• **GOAL OF THE EXERCISE**
Render every entry verbatim.

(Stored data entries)
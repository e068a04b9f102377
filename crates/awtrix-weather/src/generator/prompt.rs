//! Line-oriented prompts with defaults and re-prompt on invalid input.

use std::io::{BufRead, Write};

use crate::validation::ValidationError;

use super::GeneratorError;

/// Reads answers from `input`, writes prompts and errors to `output`.
pub struct Prompter<R, W> {
    input: R,
    output: W,
}

impl<R: BufRead, W: Write> Prompter<R, W> {
    pub fn new(input: R, output: W) -> Self {
        Self { input, output }
    }

    /// Print a line of text.
    pub fn say(&mut self, text: &str) -> Result<(), GeneratorError> {
        writeln!(self.output, "{}", text)?;
        Ok(())
    }

    /// Ask once and return the trimmed answer. Closed input is an error.
    pub fn ask(&mut self, prompt: &str, default: Option<&str>) -> Result<String, GeneratorError> {
        match default {
            Some(default) => write!(self.output, "{} (Default: {}): ", prompt, default)?,
            None => write!(self.output, "{}: ", prompt)?,
        }
        self.output.flush()?;

        let mut line = String::new();
        if self.input.read_line(&mut line)? == 0 {
            return Err(GeneratorError::InputClosed);
        }
        let answer = line.trim();
        Ok(match default {
            Some(default) if answer.is_empty() => default.to_string(),
            _ => answer.to_string(),
        })
    }

    /// Ask until `parse` accepts the answer, printing each validation error.
    pub fn ask_valid<T>(
        &mut self,
        prompt: &str,
        default: Option<&str>,
        parse: impl Fn(&str) -> Result<T, ValidationError>,
    ) -> Result<T, GeneratorError> {
        loop {
            let answer = self.ask(prompt, default)?;
            match parse(&answer) {
                Ok(value) => return Ok(value),
                Err(e) => self.say(&e.to_string())?,
            }
        }
    }

    pub fn into_output(self) -> W {
        self.output
    }
}

#[cfg(test)]
mod tests {
    use super::*;
    use crate::validation::parse_port;
    use std::io::Cursor;

    fn prompter(input: &str) -> Prompter<Cursor<Vec<u8>>, Vec<u8>> {
        Prompter::new(Cursor::new(input.as_bytes().to_vec()), Vec::new())
    }

    #[test]
    fn test_ask_uses_default_on_empty_answer() {
        let mut p = prompter("\n  host.local  \n");
        assert_eq!(p.ask("Host", Some("127.0.0.1")).unwrap(), "127.0.0.1");
        assert_eq!(p.ask("Host", Some("127.0.0.1")).unwrap(), "host.local");
        let out = String::from_utf8(p.into_output()).unwrap();
        assert!(out.starts_with("Host (Default: 127.0.0.1): "));
    }

    #[test]
    fn test_ask_valid_reprompts_until_valid() {
        let mut p = prompter("abc\n70000\n1884\n");
        assert_eq!(p.ask_valid("Port", Some("1883"), parse_port).unwrap(), 1884);
        let out = String::from_utf8(p.into_output()).unwrap();
        assert_eq!(out.matches("Port (Default: 1883): ").count(), 3);
        assert_eq!(out.matches("Port must be a number").count(), 2);
    }

    #[test]
    fn test_closed_input_is_an_error() {
        let mut p = prompter("abc\n");
        let result = p.ask_valid("Port", None, parse_port);
        assert!(matches!(result, Err(GeneratorError::InputClosed)));
    }
}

• **TASK RESULT**
repository e068a04b9f102377
filename crates/awtrix-weather/src/generator/prompt.rs
//! Line-oriented prompts with defaults and re-prompt on invalid input.

use std::io::{BufRead, Write};

use crate::validation::ValidationError;

use super::GeneratorError;

/// Reads answers from `input`, writes prompts and errors to `output`.
pub struct Prompter<R, W> {
    input: R,
    output: W,
}

impl<R: BufRead, W: Write> Prompter<R, W> {
    pub fn new(input: R, output: W) -> Self {
        Self { input, output }
    }

    /// Print a line of text.
    pub fn say(&mut self, text: &str) -> Result<(), GeneratorError> {
        writeln!(self.output, "{}", text)?;
        Ok(())
    }

    /// Ask once and return the trimmed answer. Closed input is an error.
    pub fn ask(&mut self, prompt: &str, default: Option<&str>) -> Result<String, GeneratorError> {
        match default {
            Some(default) => write!(self.output, "{} (Default: {}): ", prompt, default)?,
            None => write!(self.output, "{}: ", prompt)?,
        }
        self.output.flush()?;

        let mut line = String::new();
        if self.input.read_line(&mut line)? == 0 {
            return Err(GeneratorError::InputClosed);
        }
        let answer = line.trim();
        Ok(match default {
            Some(default) if answer.is_empty() => default.to_string(),
            _ => answer.to_string(),
        })
    }

    /// Ask until `parse` accepts the answer, printing each validation error.
    pub fn ask_valid<T>(
        &mut self,
        prompt: &str,
        default: Option<&str>,
        parse: impl Fn(&str) -> Result<T, ValidationError>,
    ) -> Result<T, GeneratorError> {
        loop {
            let answer = self.ask(prompt, default)?;
            match parse(&answer) {
                Ok(value) => return Ok(value),
                Err(e) => self.say(&e.to_string())?,
            }
        }
    }

    pub fn into_output(self) -> W {
        self.output
    }
}

#[cfg(test)]
mod tests {
    use super::*;
    use crate::validation::parse_port;
    use std::io::Cursor;

    fn prompter(input: &str) -> Prompter<Cursor<Vec<u8>>, Vec<u8>> {
        Prompter::new(Cursor::new(input.as_bytes().to_vec()), Vec::new())
    }

    #[test]
    fn test_ask_uses_default_on_empty_answer() {
        let mut p = prompter("\n  host.local  \n");
        assert_eq!(p.ask("Host", Some("127.0.0.1")).unwrap(), "127.0.0.1");
        assert_eq!(p.ask("Host", Some("127.0.0.1")).unwrap(), "host.local");
        let out = String::from_utf8(p.into_output()).unwrap();
        assert!(out.starts_with("Host (Default: 127.0.0.1): "));
    }

    #[test]
    fn test_ask_valid_reprompts_until_valid() {
        let mut p = prompter("abc\n70000\n1884\n");
        assert_eq!(p.ask_valid("Port", Some("1883"), parse_port).unwrap(), 1884);
        let out = String::from_utf8(p.into_output()).unwrap();
        assert_eq!(out.matches("Port (Default: 1883): ").count(), 3);
        assert_eq!(out.matches("Port must be a number").count(), 2);
    }

    #[test]
    fn test_closed_input_is_an_error() {
        let mut p = prompter("abc\n");
        let result = p.ask_valid("Port", None, parse_port);
        assert!(matches!(result, Err(GeneratorError::InputClosed)));
    }
}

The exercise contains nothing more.